作者
Wenming Wei,Bolun Cheng,Dan He,Xin Qi,Jingni Hui,Jin Feng,Shiqiang Cheng,Xuena Yang,Boyue Zhao,Chuyu Pan,Yifan Gou,Yan Wen,Huan Liu,Yumeng Jia,Li Liu,Feng Zhang
摘要
Background Comorbidity between schizophrenia (SCZ) and chronic diseases is well documented. However, it remains unknown whether unaffected individuals with elevated SCZ genetic liability also face increased risk, and what biological pathways may underlie these associations.

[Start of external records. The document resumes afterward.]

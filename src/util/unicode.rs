use unicode_segmentation::UnicodeSegmentation;
use unicode_width::UnicodeWidthStr;

/// Terminal cells a tab occupies in the entry box
const TAB_WIDTH: usize = 4;

/// Display width in terminal cells.
pub fn display_width(s: &str) -> usize {
    s.graphemes(true).map(grapheme_width).sum()
}

/// Cut `s` down to `max_cells`, ending in `…` when something was dropped.
pub fn truncate_to_width(s: &str, max_cells: usize) -> String {
    if display_width(s) <= max_cells {
        return s.to_string();
    }
    if max_cells == 0 {
        return String::new();
    }
    let mut budget = max_cells - 1;
    let mut out = String::new();
    for g in s.graphemes(true) {
        let w = grapheme_width(g);
        if w > budget {
            break;
        }
        budget -= w;
        out.push_str(g);
    }
    out.push('\u{2026}');
    out
}

/// Like `truncate_to_width`, but keeps the end of the string instead.
/// Right-aligned labels lose their text, never their number.
pub fn truncate_start_to_width(s: &str, max_cells: usize) -> String {
    if display_width(s) <= max_cells {
        return s.to_string();
    }
    if max_cells == 0 {
        return String::new();
    }
    let mut budget = max_cells - 1;
    let mut kept: Vec<&str> = Vec::new();
    for g in s.graphemes(true).rev() {
        let w = grapheme_width(g);
        if w > budget {
            break;
        }
        budget -= w;
        kept.push(g);
    }
    let mut out = String::from('\u{2026}');
    out.extend(kept.into_iter().rev());
    out
}

/// Byte offset of the grapheme after the one at `byte_offset`.
pub fn next_grapheme_boundary(s: &str, byte_offset: usize) -> Option<usize> {
    let rest = s.get(byte_offset..)?;
    let g = rest.graphemes(true).next()?;
    Some(byte_offset + g.len())
}

/// Byte offset of the grapheme before `byte_offset`.
pub fn prev_grapheme_boundary(s: &str, byte_offset: usize) -> Option<usize> {
    let head = s.get(..byte_offset)?;
    let g = head.graphemes(true).next_back()?;
    Some(byte_offset - g.len())
}

/// Display column of `byte_offset` within a single line.
pub fn byte_offset_to_display_col(s: &str, byte_offset: usize) -> usize {
    display_width(&s[..byte_offset.min(s.len())])
}

/// Byte offset nearest to `col` without splitting a grapheme.
pub fn display_col_to_byte_offset(s: &str, col: usize) -> usize {
    let mut used = 0;
    for (i, g) in s.grapheme_indices(true) {
        let w = grapheme_width(g);
        if used + w > col {
            return i;
        }
        used += w;
    }
    s.len()
}

fn grapheme_width(g: &str) -> usize {
    if g == "\t" {
        TAB_WIDTH
    } else {
        UnicodeWidthStr::width(g)
    }
}
use ratatui::Terminal;
use ratatui::backend::TestBackend;
use ratatui::layout::Rect;

use crate::model::config::Config;
use crate::tui::app::App;

pub const TERM_W: u16 = 60;
pub const TERM_H: u16 = 20;

/// Render into an in-memory buffer and return plain text (no styles).
pub fn render_to_string<F>(w: u16, h: u16, f: F) -> String
where
    F: FnOnce(&mut ratatui::Frame, Rect),
{
    let backend = TestBackend::new(w, h);
    let mut terminal = Terminal::new(backend).unwrap();
    terminal
        .draw(|frame| {
            let area = frame.area();
            f(frame, area);
        })
        .unwrap();

    let buf = terminal.backend().buffer().clone();
    let w = buf.area.width as usize;
    let lines: Vec<String> = buf
        .content
        .chunks(w)
        .map(|row| {
            let s: String = row.iter().map(|cell| cell.symbol()).collect();
            s.trim_end().to_string()
        })
        .collect();

    // Trim trailing blank lines
    let end = lines
        .iter()
        .rposition(|l| !l.is_empty())
        .map_or(0, |i| i + 1);
    lines[..end].join("\n")
}

/// An App with default config and the given batches already added.
pub fn app_with_batches(batches: &[&str]) -> App {
    app_with_config(&Config::default(), batches)
}

pub fn app_with_config(config: &Config, batches: &[&str]) -> App {
    let mut app = App::new(config);
    for batch in batches {
        app.store.add_batch(batch).unwrap();
    }
    app
}
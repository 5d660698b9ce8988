use std::time::Instant;

use crossterm::event::{KeyModifiers, MouseButton, MouseEvent, MouseEventKind};
use ratatui::layout::Position;

use crate::tui::app::{Action, App, DOUBLE_CLICK, Focus, MENU_ACTIONS};

pub(super) fn dispatch_mouse(app: &mut App, mouse: MouseEvent, now: Instant) {
    let pos = Position::new(mouse.column, mouse.row);
    match mouse.kind {
        MouseEventKind::Down(MouseButton::Left) => left_click(app, pos, mouse.modifiers, now),
        MouseEventKind::Down(MouseButton::Right) => right_click(app, pos),
        MouseEventKind::ScrollUp => scroll(app, pos, -1),
        MouseEventKind::ScrollDown => scroll(app, pos, 1),
        _ => {}
    }
}

/// Row of the task under `pos`, if any
fn row_at(app: &App, pos: Position) -> Option<usize> {
    if !app.hit.list.contains(pos) {
        return None;
    }
    let row = app.list.scroll + (pos.y - app.hit.list.y) as usize;
    (row < app.store.len()).then_some(row)
}

fn left_click(app: &mut App, pos: Position, modifiers: KeyModifiers, now: Instant) {
    if app.notice.is_some() {
        app.notice = None;
        return;
    }
    if app.show_help {
        app.show_help = false;
        return;
    }
    if app.menu.is_some() {
        // Entries sit inside a one-cell border
        let clicked = app
            .hit
            .menu
            .filter(|area| area.contains(pos))
            .and_then(|area| (pos.y as usize).checked_sub(area.y as usize + 1))
            .filter(|i| *i < MENU_ACTIONS.len());
        match clicked {
            Some(i) => {
                if let Some(menu) = &mut app.menu {
                    menu.cursor = i;
                }
                app.activate_menu();
            }
            None => app.menu = None,
        }
        return;
    }

    if app.hit.save_button.contains(pos) {
        app.perform(Action::Submit);
        return;
    }
    if let Some(action) = app
        .hit
        .buttons
        .iter()
        .find(|(_, area)| area.contains(pos))
        .map(|(action, _)| *action)
    {
        app.perform(action);
        return;
    }
    if app.hit.entry.contains(pos) {
        app.focus = Focus::Entry;
        let line = app.entry.scroll + (pos.y - app.hit.entry.y) as usize;
        let col = app.entry.hscroll + (pos.x - app.hit.entry.x) as usize;
        app.entry.move_to(line, col);
        return;
    }
    if !app.hit.list.contains(pos) {
        return;
    }

    app.focus = Focus::List;
    let Some(row) = row_at(app, pos) else {
        app.clear_selection();
        app.last_click = None;
        return;
    };

    if modifiers.contains(KeyModifiers::CONTROL) {
        app.toggle_row_selected(row);
        app.last_click = None;
    } else if modifiers.contains(KeyModifiers::SHIFT) {
        app.extend_selection_to(row);
        app.last_click = None;
    } else {
        let is_double = app
            .last_click
            .is_some_and(|(last_row, at)| last_row == row && now.duration_since(at) <= DOUBLE_CLICK);
        app.select_only(row);
        if is_double {
            app.last_click = None;
            app.perform(Action::ToggleSelected);
        } else {
            app.last_click = Some((row, now));
        }
    }
}

fn right_click(app: &mut App, pos: Position) {
    if app.notice.is_some() || app.show_help {
        return;
    }
    if !app.hit.list.contains(pos) {
        app.menu = None;
        return;
    }
    app.focus = Focus::List;
    if let Some(row) = row_at(app, pos)
        && !app.list.selected.contains(&row)
    {
        app.select_only(row);
    }
    app.open_menu(pos);
}

/// Wheel over the list moves the cursor without touching the selection
fn scroll(app: &mut App, pos: Position, delta: isize) {
    if app.notice.is_some() || app.menu.is_some() || !app.hit.list.contains(pos) {
        return;
    }
    let len = app.store.len();
    if len > 0 {
        app.list.cursor = app.list.cursor.saturating_add_signed(delta).min(len - 1);
    }
}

Methods We analyzed 426,237 UK Biobank participants without SCZ to test associations between SCZ polygenic risk score (SCZ-PRS) and 24 chronic diseases using logistic regression. Multi-omics mediation analysis incorporated seven inflammatory markers, 1,463 plasma proteins, and 250 circulating metabolites to delineate intermediate pathways linking genetic liability to disease outcomes. Genetic colocalization analyses were further conducted to determine whether SCZ genetic liability and chronic diseases share common association signals at the locus level. Results Higher SCZ-PRS was associated with increased risk of asthma (OR=1.018, 95% CI 1.008-1.029), COPD (1.033, 1.017-1.050), liver disease (1.033, 1.015-1.051), peptic ulcer (1.032, 1.013-1.051), and fluid/electrolyte disorders (1.027, 1.014-1.040), while conferring reduced risk of diabetes (0.979, 0.968-0.991) and renal disease (0.978, 0.964-0.992). Multi-omics mediation revealed that these bidirectional associations were linked to immune cell activity (notably eosinophils, neutrophils, and monocytes), lipid and energy metabolism (lipoprotein composition, fatty-acid unsaturation, creatinine, lactate), and immune-regulatory proteins (e.g., HLA-E, CD1C, SPINT1). Shared genetic signals, notably at HLA and SLC39A8, reinforced these immune-metabolic pathways. Conclusions SCZ-PRS is associated with multiple chronic diseases among unaffected individuals, and these associations suggest shared biological pathways. These findings support a psycho-neuro-immune-metabolic interpretation of SCZ-related chronic physical comorbidity and a more integrated psychosomatic understanding of the shared biology linking psychiatric vulnerability with chronic physical disease.